Veja-se na obra de C. S. Lewis que em seu aconselhamento ao sobrinho, o diabo já identifica como aliado a “imprensa semanal e outras armas semelhantes”. Alguma surpresa em relação ao que estamos vivendo? Os meios de comunicação de massa, não apenas no Brasil, estão a serviço permanente de uma transformação que, sem investigar as raízes dos problemas, sem considerar o pensamento médio da sociedade, afirma uma falsa ordem, incluindo neste processo a religião cristã em todas as suas formas. O anticristianismo atual é tão patente que o próprio Papa só aparece para emitir mensagens quando são de concessão ao “politicamente correto”. Neste ponto, é legítimo especular se o mesmo não estaria colaborando de boa vontade para o esquecimento da cultura tradicional e da própria religião.

Também pode-se perguntar a que se referia Fitafuso quando citou as “armas semelhantes” à imprensa, no conjunto de aliados do diabo na tarefa de retirar o homem do seu caminho cristão e da compreensão das coisas. Provavelmente tinha em vista os livros e teorias com as quais se debatia na época, mas, estivesse escrevendo em 2021, Lewis diria pelo diabo, com todas as letras, que Facebook, Twitter, Whatsapp, Instagram etc., atuam no mesmíssimo sentido de destruição da fé em Deus e da religião pelo selo ameaçador que possui sobre a liberdade de expressão. Vozes discordantes são canceladas, nenhuma oposição é permitida. Alguém garante que os textos bíblicos seriam publicados sem restrições em uma dessas plataformas? Sua excelência, o algoritmo, permitiria?
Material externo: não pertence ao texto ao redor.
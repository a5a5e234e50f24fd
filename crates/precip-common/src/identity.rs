//! Timestamp identity of an hourly source tile.
//!
//! MERGE hourly files carry their valid time at fixed positions of the
//! filename stem, e.g. `MERGE_CPTEC_2025011513.grib2`:
//!
//! ```text
//! MERGE_CPTEC_2025011513
//!             ^   ^ ^ ^
//!            12  16 18 20
//! ```

use chrono::{DateTime, NaiveDate, TimeZone, Utc};
use serde::{Deserialize, Serialize};
use std::fmt;
use std::path::Path;
use thiserror::Error;

const YEAR: (usize, usize) = (12, 16);
const MONTH: (usize, usize) = (16, 18);
const DAY: (usize, usize) = (18, 20);
const HOUR: (usize, usize) = (20, 22);

/// Minimum stem length covering every offset window.
pub const MIN_STEM_LEN: usize = HOUR.1;

/// The (year, month, day, hour) a source tile represents.
#[derive(Debug, Clone, Copy, PartialEq, Eq, Hash, PartialOrd, Ord, Serialize, Deserialize)]
pub struct TileIdentity {
    pub year: u16,
    pub month: u8,
    pub day: u8,
    pub hour: u8,
}

impl TileIdentity {
    /// Decode the identity from a filename or path.
    ///
    /// Only the stem (basename without the last extension) is inspected.
    pub fn decode(filename: &str) -> Result<Self, IdentityError> {
        let stem = Path::new(filename)
            .file_stem()
            .and_then(|s| s.to_str())
            .unwrap_or("");

        if stem.len() < MIN_STEM_LEN || !stem.is_char_boundary(MIN_STEM_LEN) {
            return Err(IdentityError::MalformedFilename {
                filename: filename.to_string(),
                reason: format!(
                    "stem '{}' is shorter than the {} characters required",
                    stem, MIN_STEM_LEN
                ),
            });
        }

        let field = |(start, end): (usize, usize), name: &str| -> Result<u32, IdentityError> {
            let raw = stem.get(start..end).unwrap_or("");
            if raw.len() != end - start || !raw.bytes().all(|b| b.is_ascii_digit()) {
                return Err(IdentityError::MalformedFilename {
                    filename: filename.to_string(),
                    reason: format!("{} field '{}' at [{}:{}] is not numeric", name, raw, start, end),
                });
            }
            raw.parse::<u32>().map_err(|e| IdentityError::MalformedFilename {
                filename: filename.to_string(),
                reason: format!("{} field '{}': {}", name, raw, e),
            })
        };

        let year = field(YEAR, "year")?;
        let month = field(MONTH, "month")?;
        let day = field(DAY, "day")?;
        let hour = field(HOUR, "hour")?;

        if NaiveDate::from_ymd_opt(year as i32, month, day).is_none() || hour > 23 {
            return Err(IdentityError::MalformedFilename {
                filename: filename.to_string(),
                reason: format!(
                    "{:04}-{:02}-{:02} {:02}h is not a valid time",
                    year, month, day, hour
                ),
            });
        }

        Ok(Self {
            year: year as u16,
            month: month as u8,
            day: day as u8,
            hour: hour as u8,
        })
    }

    /// Destination directory name: `YYYY-MM-DD`.
    pub fn date_dir(&self) -> String {
        format!("{:04}-{:02}-{:02}", self.year, self.month, self.day)
    }

    /// Run identifier used in artifact names: `YYYY-MM-DD-HH`.
    pub fn run_id(&self) -> String {
        format!("{}-{:02}", self.date_dir(), self.hour)
    }

    /// The hour as a UTC timestamp.
    pub fn to_datetime(&self) -> Option<DateTime<Utc>> {
        NaiveDate::from_ymd_opt(self.year as i32, self.month as u32, self.day as u32)
            .and_then(|d| d.and_hms_opt(self.hour as u32, 0, 0))
            .map(|ndt| Utc.from_utc_datetime(&ndt))
    }
}

impl fmt::Display for TileIdentity {
    fn fmt(&self, f: &mut fmt::Formatter<'_>) -> fmt::Result {
        write!(f, "{} {:02}h", self.date_dir(), self.hour)
    }
}

#[derive(Debug, Error)]
pub enum IdentityError {
    #[error("malformed tile filename '{filename}': {reason}")]
    MalformedFilename { filename: String, reason: String },
}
O forçamento e limitação da comunicação global às plataformas big tech’s atende plenamente outro conselho do diabo ao sobrinho. Disse o Fitafuso em certo trecho do livro que “o problema da argumentação é que ela leva a batalha para o campo do Inimigo. Ele também pode argumentar”. Com isso, o diabo requer um território no qual seja imbatível, um no qual o argumento não tenha espaço. Lembrou o “lugar de fala”? É um bom exemplo. Quando, em qualquer circunstância, ele for negado, estará em curso uma manifestação diabólica – de impedimento do argumento, nos termos de C. S. Lewis. O domínio da linguagem, ao modo sugerido pelo diabo distribui termos que dispensam qualquer elaboração acerca do seu significado. Outro exemplo é o “negacionismo”. Esta palavra, antes associada quase exclusivamente ao holocausto promovido pelo nazismo, foi primeiramente capturada pelos aquecimentistas climáticos e, agora, aproveitada pela “covideiros”, para interditarem um justo debate acerca de argumentos que podem ser tão somente carregados de ceticismo, de prudência, ou pertencerem ao senso comum.

Ouso dizer, em vista das transformações em curso, e da evidente subordinação humana a condições e regramentos dos quais não participa a não ser como plateia obediente, sem que possa pensar, expressar, agir e cumprir seu destino livremente, que este é um bom momento para levar a sério as “cartas do diabo”. Quem sabe, cada um de nós, que enxergamos o missivista, deva elaborar e realizar respostas à altura e, se possível, ridicularizá-lo, como recomendou Lutero.